Psychological and/or psychiatric referrals: May provide important complementary insight into relationships and situational causes of ED. These assessments do not form a routine component of the ED workup and should be considered in the unusual case.
Vascular testing: A variety of vascular tests exist. Historically, a penile brachial index (PBI) assessment was used. The PBI is a noninvasive test that records penile pressure as an index of arm pressure, providing a rough idea of the penile circulation. buy ortho tri-cyclen online
The availability of a duplex scan is common. The ultrasound scanner localizes and measures the flow through the cavernous vessels, before and after vasoactive injection, and allows a more refined assessment of the penile circulation.
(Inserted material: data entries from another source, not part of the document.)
// base64.rs
//
// Copyright (C) 2019-2025  Minnesota Department of Transportation
//
//! Serde helper for bitmap fields stored as base64 strings.
//!
//! Use with `#[serde(with = "super::base64")]`.
use base64::display::Base64Display;
use serde::{de, Deserialize, Deserializer, Serializer};

/// Serialize bitmap data as a standard base64 string
pub fn serialize<S>(bitmap: &[u8], serializer: S) -> Result<S::Ok, S::Error>
where
    S: Serializer,
{
    let b64 = Base64Display::with_config(bitmap, base64::STANDARD);
    serializer.collect_str(&b64)
}

/// Deserialize bitmap data from a base64 string
pub fn deserialize<'de, D>(deserializer: D) -> Result<Vec<u8>, D::Error>
where
    D: Deserializer<'de>,
{
    let b64 = String::deserialize(deserializer)?;
    base64::decode(b64.trim()).map_err(de::Error::custom)
}
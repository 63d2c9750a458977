// iris-multi
//
// Copyright (C) 2019-2025  Minnesota Department of Transportation
//
//! Rust library for parsing and rendering MULTI (NTCIP 1203) messages
//! for dynamic message signs.
//!
#![forbid(unsafe_code)]

#[macro_use]
extern crate serde_derive;

pub mod dms;
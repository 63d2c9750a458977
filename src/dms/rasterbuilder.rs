// rasterbuilder.rs
//
// Copyright (C) 2009-2025  Minnesota Department of Transportation
//
//! Build rasters for every page of a MULTI string
use crate::dms::config::{MultiCfg, VmsCfg};
use crate::dms::font::FontTable;
use crate::dms::graphic::GraphicTable;
use crate::dms::multi::{MultiStr, SyntaxError, Tag, Token};
use crate::dms::multistring::{split_tags, MultiString};
use crate::dms::raster::{
    BitmapGraphic, PixmapGraphic, RasterError, RasterGraphic,
};
use crate::dms::render::MultiRenderer;
use log::debug;

/// Invalid message error
#[derive(Clone, Copy, Debug, thiserror::Error, Eq, PartialEq)]
pub enum InvalidMsg {
    /// MULTI syntax error
    #[error("MULTI syntax: {0}")]
    Syntax(#[from] SyntaxError),
    /// Raster fault
    #[error("raster: {0}")]
    Raster(#[from] RasterError),
}

/// Raster builder
///
/// Renders each page of a MULTI string onto a fresh raster.
#[derive(Clone, Debug)]
pub struct RasterBuilder<'a> {
    /// Sign width (pixels)
    width: u16,
    /// Sign height (pixels)
    height: u16,
    /// Character width (pixels); 0 for line- or full-matrix signs
    c_width: u8,
    /// Character height (pixels); 0 for full-matrix signs
    c_height: u8,
    /// Font table
    fonts: &'a FontTable,
    /// Graphic table
    graphics: Option<&'a GraphicTable>,
    /// MULTI configuration
    cfg: MultiCfg,
}

impl<'a> RasterBuilder<'a> {
    /// Create a new raster builder.
    ///
    /// * `vms` Sign pixel configuration.
    /// * `fonts` Font table.
    pub fn new(vms: &VmsCfg, fonts: &'a FontTable) -> Self {
        RasterBuilder {
            width: vms.sign_width_pixels,
            height: vms.sign_height_pixels,
            c_width: vms.char_width_pixels,
            c_height: vms.char_height_pixels,
            fonts,
            graphics: None,
            cfg: MultiCfg::default(),
        }
    }

    /// Set the MULTI configuration (colors, defaults)
    pub fn with_multi_cfg(mut self, cfg: MultiCfg) -> Self {
        self.cfg = cfg;
        self
    }

    /// Set the graphic table
    pub fn with_graphics(mut self, graphics: &'a GraphicTable) -> Self {
        self.graphics = Some(graphics);
        self
    }

    /// Set the default font number
    pub fn with_font_num(mut self, font_num: u8) -> Self {
        self.cfg.default_font = font_num;
        self
    }

    /// Create a bitmap graphic for each page
    pub fn create_bitmaps(
        &self,
        ms: &MultiString,
    ) -> Result<Vec<BitmapGraphic>, InvalidMsg> {
        let fg = self.cfg.color_ctx().foreground();
        self.render_pages(ms, || {
            BitmapGraphic::new(self.width.into(), self.height.into())
                .with_foreground(fg)
        })
    }

    /// Create a pixmap graphic for each page
    pub fn create_pixmaps(
        &self,
        ms: &MultiString,
    ) -> Result<Vec<PixmapGraphic>, InvalidMsg> {
        self.render_pages(ms, || {
            PixmapGraphic::new(self.width.into(), self.height.into())
        })
    }

    /// Render every page onto rasters from a factory
    fn render_pages<R, F>(
        &self,
        ms: &MultiString,
        make_raster: F,
    ) -> Result<Vec<R>, InvalidMsg>
    where
        R: RasterGraphic,
        F: Fn() -> R,
    {
        if self.width == 0 || self.height == 0 {
            return Err(RasterError::Empty.into());
        }
        let bg = self.cfg.color_ctx().background();
        let n_pages = ms.num_pages();
        let mut rasters = Vec::with_capacity(n_pages);
        for page in 0..n_pages {
            let mut raster = make_raster();
            raster.fill(bg);
            self.render_page(ms, page, &mut raster)?;
            rasters.push(raster);
        }
        debug!("rendered {n_pages} page(s): {ms}");
        Ok(rasters)
    }

    /// Render one page of a MULTI string
    fn render_page<R: RasterGraphic>(
        &self,
        ms: &MultiString,
        page: usize,
        raster: &mut R,
    ) -> Result<(), InvalidMsg> {
        let mut mr = MultiRenderer::new(raster, page, self.fonts, &self.cfg)
            .with_char_size(self.c_width, self.c_height);
        if let Some(graphics) = self.graphics {
            mr = mr.with_graphics(graphics);
        }
        ms.parse(&mut mr);
        mr.complete();
        if let Some(e) = mr.raster_error() {
            return Err(e.into());
        }
        match mr.syntax_error() {
            Some(e) => Err(e.into()),
            None => Ok(()),
        }
    }
}

/// Tags which reset text state between combined messages
const RESET_TAGS: &str = "[fo][jl][jp]";

/// Get the last recognized text rectangle tag in a MULTI string.
///
/// Returns the byte offset and raw tag.
fn last_text_rectangle(ms: &str) -> Option<(usize, &str)> {
    let mut pos = 0;
    let mut found = None;
    for token in MultiStr::new(ms) {
        if let Some((Tag::Tr, _)) = token.tag() {
            found = Some((pos, token.as_str()));
        }
        pos += token.as_str().len();
    }
    found
}

/// Count the recognized text rectangle tags in a MULTI string
fn count_text_rectangles(ms: &str) -> usize {
    MultiStr::new(ms)
        .filter(|t| matches!(t.tag(), Some((Tag::Tr, _))))
        .count()
}

/// Combine two messages into a shared text rectangle form.
///
/// Every page of `second` must start with the same rectangle as the last
/// one in `first`.
fn combine_shared(first: &str, second: &str) -> Option<String> {
    if !MultiString::from(first).is_single_page() {
        return None;
    }
    let (pos, rect) = last_text_rectangle(first)?;
    let content = format!("{}{}", &first[..pos], &first[pos + rect.len()..]);
    let mut pages = Vec::new();
    for page in split_tags(second, Tag::Np) {
        let tr = match MultiStr::new(page).next() {
            Some(Token::Tag(t)) if t.eq_ignore_ascii_case(rect) => t,
            _ => return None,
        };
        if count_text_rectangles(page) != 1 {
            return None;
        }
        // the rectangle flushes `first` before state is reset
        let rest = &page[tr.len()..];
        pages.push(format!("{content}{tr}[cf]{RESET_TAGS}{rest}"));
    }
    Some(pages.join("[np]"))
}

/// Check if the last token of a MULTI string is a bare `[cf]` tag
fn ends_with_color_reset(ms: &str) -> bool {
    match MultiStr::new(ms).last() {
        Some(Token::Tag(t)) => t.eq_ignore_ascii_case("[cf]"),
        _ => false,
    }
}

/// Combine two MULTI messages into one.
///
/// * `first` First message (displayed first, or sharing the sign).
/// * `second` Second message.
///
/// If `first` is one page with a text rectangle which starts every page
/// of `second`, the messages share the sign.  Otherwise, if `first` ends
/// with a `[cf]` reset, `second` follows on new pages.  Returns `None` if
/// either message is blank or neither form applies.
pub fn combine_multi(first: &str, second: &str) -> Option<String> {
    if MultiString::from(first).is_blank()
        || MultiString::from(second).is_blank()
    {
        return None;
    }
    if let Some(ms) = combine_shared(first, second) {
        return Some(ms);
    }
    if ends_with_color_reset(first) {
        return Some(format!("{first}[np]{RESET_TAGS}{second}"));
    }
    None
}

#[cfg(test)]
mod test {
    use super::*;
    use crate::dms::color::{Color, ColorScheme};
    use crate::dms::font::{Character, Font};
    use crate::dms::multi::JustificationPage;
    use pix::rgb::SRgb8;

    /// Make a solid glyph
    fn glyph(cp: char, width: u8, height: u8) -> Character {
        let bits = usize::from(width) * usize::from(height);
        let mut bitmap = vec![0xFF; (bits + 7) / 8];
        if bits % 8 != 0 {
            if let Some(b) = bitmap.last_mut() {
                *b = 0xFF << (8 - bits % 8);
            }
        }
        Character::new(u32::from(cp) as u16, width, bitmap)
    }

    fn font_table() -> FontTable {
        let block = Font::new(1, "block", 7)
            .with_char_spacing(1)
            .with_line_spacing(2)
            .with_character(glyph('A', 5, 7))
            .with_character(glyph('B', 5, 7));
        let small = Font::new(2, "small", 5)
            .with_char_spacing(1)
            .with_character(glyph('A', 3, 5));
        vec![block, small].into_iter().collect()
    }

    #[test]
    fn char_matrix_pages() {
        let fonts = font_table();
        let rb = RasterBuilder::new(&VmsCfg::default(), &fonts);
        let pages = rb.create_bitmaps(&"A[np]AB[np]".into()).unwrap();
        assert_eq!(pages.len(), 3);
        assert_eq!(pages[0].width(), 40);
        assert_eq!(pages[0].height(), 21);
        assert_eq!(pages[0].lit_count(), 35);
        assert_eq!(pages[1].lit_count(), 70);
        assert_eq!(pages[2].lit_count(), 0);
        // character cells are 5 pixels wide with no spacing
        assert!(pages[1].is_lit(15, 7));
        assert!(pages[1].is_lit(20, 7));
        assert!(!pages[1].is_lit(14, 7));
    }

    #[test]
    fn full_matrix() {
        let fonts = font_table();
        let vms = VmsCfg::full_matrix(11, 7);
        let rb = RasterBuilder::new(&vms, &fonts);
        let pages = rb.create_bitmaps(&"AB".into()).unwrap();
        assert_eq!(pages.len(), 1);
        assert_eq!(pages[0].lit_count(), 70);
        assert!(!pages[0].is_lit(5, 3));
        let pages = rb.with_font_num(2).create_bitmaps(&"A".into()).unwrap();
        assert_eq!(pages[0].lit_count(), 15);
        assert!(pages[0].is_lit(4, 1));
    }

    #[test]
    fn invalid() {
        let fonts = font_table();
        let rb = RasterBuilder::new(&VmsCfg::default(), &fonts);
        assert_eq!(
            rb.create_bitmaps(&"ABZ".into()).err(),
            Some(InvalidMsg::Syntax(SyntaxError::CharacterNotDefined('Z')))
        );
        assert_eq!(
            rb.create_bitmaps(&"AAAAAAAAA".into()).err(),
            Some(InvalidMsg::Syntax(SyntaxError::TextTooBig))
        );
        assert_eq!(
            rb.create_bitmaps(&"[fo9]A".into()).err(),
            Some(InvalidMsg::Syntax(SyntaxError::FontNotDefined(9)))
        );
        let rb = RasterBuilder::new(&VmsCfg::full_matrix(0, 7), &fonts);
        assert_eq!(
            rb.create_pixmaps(&"A".into()).err(),
            Some(InvalidMsg::Raster(RasterError::Empty))
        );
    }

    #[test]
    fn pixmaps() {
        let fonts = font_table();
        let cfg = MultiCfg {
            color_scheme: ColorScheme::Color24Bit,
            default_background_rgb: Color::Rgb(0, 0, 64),
            default_justification_page: JustificationPage::Top,
            ..MultiCfg::default()
        };
        let rb = RasterBuilder::new(&VmsCfg::full_matrix(7, 9), &fonts)
            .with_multi_cfg(cfg);
        let pages = rb.create_pixmaps(&"[cf255,0,0]A".into()).unwrap();
        let red = SRgb8::new(255, 0, 0);
        let blue = SRgb8::new(0, 0, 64);
        assert_eq!(pages[0].pixel(1, 0), Ok(red));
        assert_eq!(pages[0].pixel(5, 6), Ok(red));
        assert_eq!(pages[0].pixel(0, 0), Ok(blue));
        assert_eq!(pages[0].pixel(1, 7), Ok(blue));
    }

    #[test]
    fn combine_shared_rectangle() {
        assert_eq!(
            combine_multi("[tr1,1,50,7]AAA[cf1]", "[tr1,1,50,7]BBB"),
            Some("AAA[cf1][tr1,1,50,7][cf][fo][jl][jp]BBB".to_string())
        );
        assert_eq!(
            combine_multi(
                "[cf2]AAA[TR1,1,50,7]",
                "[tr1,1,50,7]B[np][tr1,1,50,7]C"
            ),
            Some(
                "[cf2]AAA[tr1,1,50,7][cf][fo][jl][jp]B[np]\
                 [cf2]AAA[tr1,1,50,7][cf][fo][jl][jp]C"
                    .to_string()
            )
        );
        // second page has a different rectangle
        assert_eq!(
            combine_multi("[tr1,1,50,7]A", "[tr1,1,50,7]B[np][tr1,9,50,7]C"),
            None
        );
        // two rectangles on one page
        assert_eq!(
            combine_multi("[tr1,1,50,7]A", "[tr1,1,50,7]B[tr1,9,9,9]C"),
            None
        );
    }

    #[test]
    fn combine_shared_justified() {
        let ms = combine_multi("[jp4]AAA[tr1,1,50,7]", "[tr1,1,50,7]BBB");
        assert_eq!(
            ms.as_deref(),
            Some("[jp4]AAA[tr1,1,50,7][cf][fo][jl][jp]BBB")
        );
        let fonts = font_table();
        let rb = RasterBuilder::new(&VmsCfg::full_matrix(60, 14), &fonts);
        let ms = MultiString::from(ms.unwrap_or_default());
        let pages = rb.create_bitmaps(&ms).unwrap();
        assert_eq!(pages.len(), 1);
        assert_eq!(pages[0].lit_count(), 210);
    }

    #[test]
    fn combine_sequence() {
        assert_eq!(
            combine_multi("AAA[cf]", "BBB"),
            Some("AAA[cf][np][fo][jl][jp]BBB".to_string())
        );
        assert_eq!(
            combine_multi("A[np]B[CF]", "[tr1,1,50,7]C"),
            Some("A[np]B[CF][np][fo][jl][jp][tr1,1,50,7]C".to_string())
        );
        assert_eq!(combine_multi("AAA[cf1]", "BBB"), None);
        assert_eq!(combine_multi("AAA", "BBB"), None);
    }

    #[test]
    fn combine_blank() {
        assert_eq!(combine_multi("", "BBB"), None);
        assert_eq!(combine_multi("AAA[cf]", " [nl]"), None);
    }
}
// config.rs
//
// Copyright (C) 2018-2025  Minnesota Department of Transportation
//
//! Configuration information
use crate::dms::color::{Color, ColorClassic, ColorCtx, ColorScheme};
use crate::dms::multi::{JustificationLine, JustificationPage};
use std::time::Duration;

/// VMS configuration
///
/// Character width and height are 0 unless the sign is character-matrix
/// (both set) or line-matrix (height only).
#[derive(Clone, Debug, Deserialize, Eq, PartialEq, Serialize)]
#[serde(default)]
pub struct VmsCfg {
    /// Character height (pixels) — `vmsCharacterHeightPixels`
    pub char_height_pixels: u8,
    /// Character width (pixels) — `vmsCharacterWidthPixels`
    pub char_width_pixels: u8,
    /// Sign height (pixels) — `vmsSignHeightPixels`
    pub sign_height_pixels: u16,
    /// Sign width (pixels) — `vmsSignWidthPixels`
    pub sign_width_pixels: u16,
}

/// MULTI configuration
#[derive(Clone, Debug, Deserialize, Eq, PartialEq, Serialize)]
#[serde(default)]
pub struct MultiCfg {
    /// Color scheme — `dmsColorScheme`
    pub color_scheme: ColorScheme,
    /// Serves as dmsDefaultForegroundRGB and dmsDefaultForegroundColor
    pub default_foreground_rgb: Color,
    /// Serves as dmsDefaultBackgroundRGB and dmsDefaultBackgroundColor
    pub default_background_rgb: Color,
    /// Default font number — `defaultFont`
    pub default_font: u8,
    /// Default line justification — `defaultJustificationLine`
    pub default_justification_line: JustificationLine,
    /// Default page justification — `defaultJustificationPage`
    pub default_justification_page: JustificationPage,
    /// Default page on time (deciseconds) — `defaultPageOnTime`
    pub default_page_on_time: u16,
    /// Default page off time (deciseconds) — `defaultPageOffTime`
    pub default_page_off_time: u16,
}

impl VmsCfg {
    /// Create a full-matrix configuration
    pub fn full_matrix(width: u16, height: u16) -> Self {
        VmsCfg {
            char_height_pixels: 0,
            char_width_pixels: 0,
            sign_height_pixels: height,
            sign_width_pixels: width,
        }
    }

    /// Check for a character-matrix sign
    pub fn is_char_matrix(&self) -> bool {
        self.char_width_pixels > 0
    }

    /// Check for a full-matrix sign
    pub fn is_full_matrix(&self) -> bool {
        self.char_height_pixels == 0
    }
}

impl Default for VmsCfg {
    fn default() -> Self {
        VmsCfg {
            char_height_pixels: 7,
            char_width_pixels: 5,
            sign_height_pixels: 21,
            sign_width_pixels: 40,
        }
    }
}

impl MultiCfg {
    /// Get a color context with default colors
    pub fn color_ctx(&self) -> ColorCtx {
        ColorCtx::new(
            self.color_scheme,
            self.default_foreground_rgb.rgb(),
            self.default_background_rgb.rgb(),
        )
    }

    /// Get the default page on interval
    pub fn page_on_interval(&self) -> Duration {
        Duration::from_millis(u64::from(self.default_page_on_time) * 100)
    }

    /// Get the default page off interval
    pub fn page_off_interval(&self) -> Duration {
        Duration::from_millis(u64::from(self.default_page_off_time) * 100)
    }
}

impl Default for MultiCfg {
    fn default() -> Self {
        MultiCfg {
            color_scheme: ColorScheme::Monochrome1Bit,
            default_foreground_rgb: ColorClassic::Amber.into(),
            default_background_rgb: ColorClassic::Black.into(),
            default_font: 1,
            default_justification_line: JustificationLine::Center,
            default_justification_page: JustificationPage::Middle,
            default_page_on_time: 30,
            default_page_off_time: 0,
        }
    }
}

#[cfg(test)]
mod test {
    use super::*;

    #[test]
    fn defaults() {
        let cfg = MultiCfg::default();
        assert_eq!(cfg.page_on_interval(), Duration::from_secs(3));
        assert_eq!(cfg.page_off_interval(), Duration::ZERO);
        let ctx = cfg.color_ctx();
        assert_eq!(ctx.foreground_rgb(), (0xFF, 0xD0, 0x00));
        assert_eq!(ctx.background_rgb(), (0, 0, 0));
        let vms = VmsCfg::default();
        assert!(vms.is_char_matrix());
        assert!(!vms.is_full_matrix());
        let vms = VmsCfg::full_matrix(140, 28);
        assert!(!vms.is_char_matrix());
        assert!(vms.is_full_matrix());
    }

    #[test]
    fn json() {
        let cfg: MultiCfg = serde_json::from_str(
            r#"{"color_scheme":"Color24Bit",
            "default_foreground_rgb":{"Rgb":[255,255,255]},
            "default_justification_line":"Left",
            "default_page_on_time":25}"#,
        )
        .unwrap();
        assert_eq!(cfg.color_scheme, ColorScheme::Color24Bit);
        assert_eq!(cfg.default_foreground_rgb, Color::Rgb(255, 255, 255));
        assert_eq!(cfg.default_justification_line, JustificationLine::Left);
        assert_eq!(cfg.default_justification_page, JustificationPage::Middle);
        assert_eq!(cfg.page_on_interval(), Duration::from_millis(2500));
        let vms: VmsCfg =
            serde_json::from_str(r#"{"sign_width_pixels":96}"#).unwrap();
        assert_eq!(vms.sign_width_pixels, 96);
        assert_eq!(vms.sign_height_pixels, 21);
        let out = serde_json::to_string(&vms).unwrap();
        let back: VmsCfg = serde_json::from_str(&out).unwrap();
        assert_eq!(back, vms);
    }
}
The dynamic infusion cavernosometry and cavernosog-raphy measure the rise and fall of intrapenile pressure with radiological visualization of the veins draining the penis to determine whether there is a competent veno-occlusive mechanism.
The penile angiogram is reserved for cases of high-flow priapism or planned vascular bypass. This test allows visualization of the penile circulation and directs embolization for the unusual cases of penile injury-induced, high-flow priapism.
Endocrinological tests: There is controversy about what is the ideal endocrine workup for men with ED. Testing for morning total testosterone, or bioavailable testosterone, is logical in cases in which sexual interest or significant reduction in ejaculate volume are present. Free testosterone measurement may have significant intra-assay variability, which may limit its clinical utility.
Neurophysiological testing: This form of testing generally allows for measurement of the sacral reflex arc – an indirect measure of the perineal neural integrity.